Zuma on the frontline
ON SEPTEMBER 14 2008, Jacob Zuma addressed the Gauteng ANC election campaign launch amid calls by radicals in the party that then President Thabo Mbeki should be axed.
Julius Malema and co led the charge. Zuma differed.
"We can't hold debates among ourselves that raise the temperature. There is an administration (Mbeki's) that is coming to an end, so (when) you do so (raise debates) you are like someone who beats a dead snake," he told thousands of party supporters in Pretoria. "It died long time ago, but you are still beating it ... wasting your energy."
On the other hand, Malema was campaigning, telling anyone who cared to listen that Mbeki the dictator will certainly go.
On September 21 Mbeki had been told to pack his bags and go. It was a sweet victory for Malema and the radicals. The dead snake had been crushed into smithereens.
Malema was Zuma's foot soldier. He vowed to "kill for Zuma". Those who questioned Zuma's credentials were cockroaches, baboons and God knows what else he thought of them.
The daughter of Zuma's friend who laid rape charges against the ANC president - Zuma was acquitted - had "enjoyed it". Zuma, the democrat had opened debates shut down by Mbeki, the dictator.
While this was happening, Zuma was enjoying his pang of eminence. By tacitly and openly endorsing Malema's views, Zuma was giving the young lion political lessons.
One lesson was that you can get what you want if you shout enough and threaten to kill people. The other was that the best thing to do when addressing a rally is to call people names, including animal names.
So when Malema and co looked at Zuma, they saw someone who was very tolerant and malleable - attributes whose usefulness have long been verified by Schabir Shaik.
What Zuma didn't realise - or perhaps thought didn't really matter - was that the little, if any, "moral capital" he had or what Reuel Khoza calls "moral quotient" was being eroded.
Malema and co had ascribed to Zuma someone they could not respect. If he could tolerate their disrespect of others, they must have concluded, he surely didn't respect himself.
And an education without utilitarian ends is, of course, useless. Once it was convenient, Malema decided to put the education he received from Zuma to good use.

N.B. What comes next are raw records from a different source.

use rust_decimal::Decimal;
use serde::Deserialize;
use std::{
    collections::{BTreeSet, HashMap, HashSet},
    io::Read,
    path::Path,
};
use tracing::{debug, info, instrument};

use crate::{
    error::{Result, SlcspError},
    money::to_cents,
    plans::{RateArea, SilverPlans},
    table::{self, Table},
};

/// A Silver rate a target ZIP could be priced at, rounded to cents.
#[derive(Debug, Clone, PartialEq, Eq, Hash)]
pub struct CandidateRate {
    pub state: String,
    pub rate_area: String,
    pub zip: String,
    pub rate: Decimal,
}

const ZIP_COLUMNS: &[&str] = &["zipcode", "state", "rate_area"];

#[derive(Debug, Deserialize)]
struct ZipRow {
    zipcode: String,
    state: String,
    rate_area: String,
}

/// Result of joining the ZIP mapping against targets and Silver plans.
#[derive(Debug, Default)]
pub struct ZipAreaJoin {
    /// Unique (zip, state, rate_area, rate) tuples, in discovery order.
    /// Diagnostic only: resolution reads `areas` and the exact plan rates,
    /// never these rounded values.
    pub candidates: Vec<CandidateRate>,
    /// Every rate area each target ZIP maps to, whether or not it has Silver plans.
    areas: HashMap<String, BTreeSet<RateArea>>,
}

impl ZipAreaJoin {
    pub fn areas_for(&self, zip: &str) -> Option<&BTreeSet<RateArea>> {
        self.areas.get(zip)
    }

    /// Target ZIPs that appeared at least once in the mapping table.
    pub fn mapped_zip_count(&self) -> usize {
        self.areas.len()
    }
}

/// Accumulates candidates across mapping rows; dedup is global to the run.
struct Joiner<'a> {
    targets: &'a HashSet<&'a str>,
    plans: &'a SilverPlans,
    seen: HashSet<(String, RateArea, Decimal)>,
    out: ZipAreaJoin,
}

impl<'a> Joiner<'a> {
    fn new(targets: &'a HashSet<&'a str>, plans: &'a SilverPlans) -> Self {
        Self {
            targets,
            plans,
            seen: HashSet::new(),
            out: ZipAreaJoin::default(),
        }
    }

    fn push(&mut self, row: ZipRow) {
        if !self.targets.contains(row.zipcode.as_str()) {
            return;
        }
        let area = RateArea::new(row.state, row.rate_area);

        for &exact in self.plans.rates(&area) {
            let rate = to_cents(exact);
            let key = (row.zipcode.clone(), area.clone(), rate);
            if self.seen.insert(key) {
                self.out.candidates.push(CandidateRate {
                    state: area.state.clone(),
                    rate_area: area.rate_area.clone(),
                    zip: row.zipcode.clone(),
                    rate,
                });
            }
        }

        self.out.areas.entry(row.zipcode).or_default().insert(area);
    }

    fn finish(self) -> ZipAreaJoin {
        self.out
    }
}

/// Read the ZIP to rate-area mapping and join it with the targets and plans.
/// Both loaders must have finished before this runs.
#[instrument(level = "info", skip_all, fields(path = %path.display()))]
pub fn join_zip_areas(
    path: &Path,
    delimiter: u8,
    targets: &HashSet<&str>,
    plans: &SilverPlans,
) -> Result<ZipAreaJoin> {
    let rdr = table::open(Table::Zips, path, delimiter)?;
    let joined = collect_join(rdr, targets, plans)?;
    info!(
        candidates = joined.candidates.len(),
        mapped = joined.mapped_zip_count(),
        "joined zip areas"
    );
    Ok(joined)
}

pub fn read_zip_areas<R: Read>(
    reader: R,
    delimiter: u8,
    targets: &HashSet<&str>,
    plans: &SilverPlans,
) -> Result<ZipAreaJoin> {
    collect_join(table::from_reader(reader, delimiter), targets, plans)
}

fn collect_join<R: Read>(
    mut rdr: csv::Reader<R>,
    targets: &HashSet<&str>,
    plans: &SilverPlans,
) -> Result<ZipAreaJoin> {
    let headers = table::headers(Table::Zips, &mut rdr)?;
    table::require_columns(Table::Zips, &headers, ZIP_COLUMNS)?;
    let mut joiner = Joiner::new(targets, plans);

    for result in rdr.records() {
        let record = result.map_err(|e| SlcspError::parse(Table::Zips, e))?;
        let row: ZipRow = record
            .deserialize(Some(&headers))
            .map_err(|e| SlcspError::parse(Table::Zips, e))?;
        joiner.push(row);
    }

    let joined = joiner.finish();
    debug!(candidates = ?joined.candidates, "candidate rates");
    Ok(joined)
}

Those opposed to the nationalisation of mines won't be re-elected in Mangaung, Malema barked. By then a president of a functioning republic, Zuma was put in the spotlight: to endorse the dangerous call and be guaranteed re-election in Mangaung or to tell Malema to back off.
Zuma had no experience of the latter. He had never told Malema where to get off. He had no clue how Malema would react. He decided on a middle route: "Let's debate."
Then Malema decided on a heightened anti-HIV sexual responsibility campaign: one girlfriend, one boyfriend; one wife, one husband. It was slightly below the belt for our polygamous president.
Then he attacked Zuma for his association with the rich Gupta family and the president's approval of his son and nephew getting rich quickly soon after he was elected.
Then Malema retracted his statement that Zuma's rape accuser had "enjoyed it".
Then he drew comparisons between Mbeki and Zuma, the former being an advocate of the African agenda, while the latter sought to denude it of its meaning.
Then he cast Zuma as a sellout on the Libyan crisis. Coupled with this, Malema advocated for regime change in Botswana and endorsed Robert Mugabe without any sense of irony whatsoever about who really the dictator was.
In all of Malema's pronouncements, the institutions of the ANC and the government were caught in the crossfire.
Although the target was Zuma, the manner in which he had "politically raised" Malema was now making his leadership of the ANC untenable and his management of the government difficult.
With investors knowing how he had allowed Malema to campaign successfully against a head of state, they could not rule out the possibility that whatever Malema was saying had Zuma's approval.
Zuma seemingly woke up too late and tried to institute disciplinary action against Malema. In a way, he was trying to recoup the little, if any, "moral capital" he had to enable him to run the ANC and the government.
In his book The Politics of Moral Capital, political analyst John Kane explained the dialectical relationship between the moral capital of leaders and of the institutions over which they preside. Moral capital is borne of judgments people make of a leader or an institution.
Those who pursue goals and values that society can identify with, and do so effectively, earn moral capital - a reputation of trustworthiness that can be deployed to good political use.
"Where, for example, stable institutions exist within a stable regime and where stability is in part a function of a wide acceptance of the regime's legitimacy, political office will form significant repositories of the regime's moral capital and be available to incumbents more or less independently of their character or ability," wrote Kane.
"It is also true, nevertheless, that incumbents' actions are liable either to degrade or confirm the reputation of the institution."
By politically educating Malema the way he did, Zuma helped degrade the institution of the ANC.
Malema - now expelled - and those who still carry his DNA or chant "Long live the spirit of Malema!" in the ANC, will continue to attack Zuma for as long as he is president.
Zuma remains popular enough to be re-elected. But getting votes is not enough to lead effectively. His lack of moral capital makes him and the institutions he leads vulnerable to attack, thus hindering their effectiveness.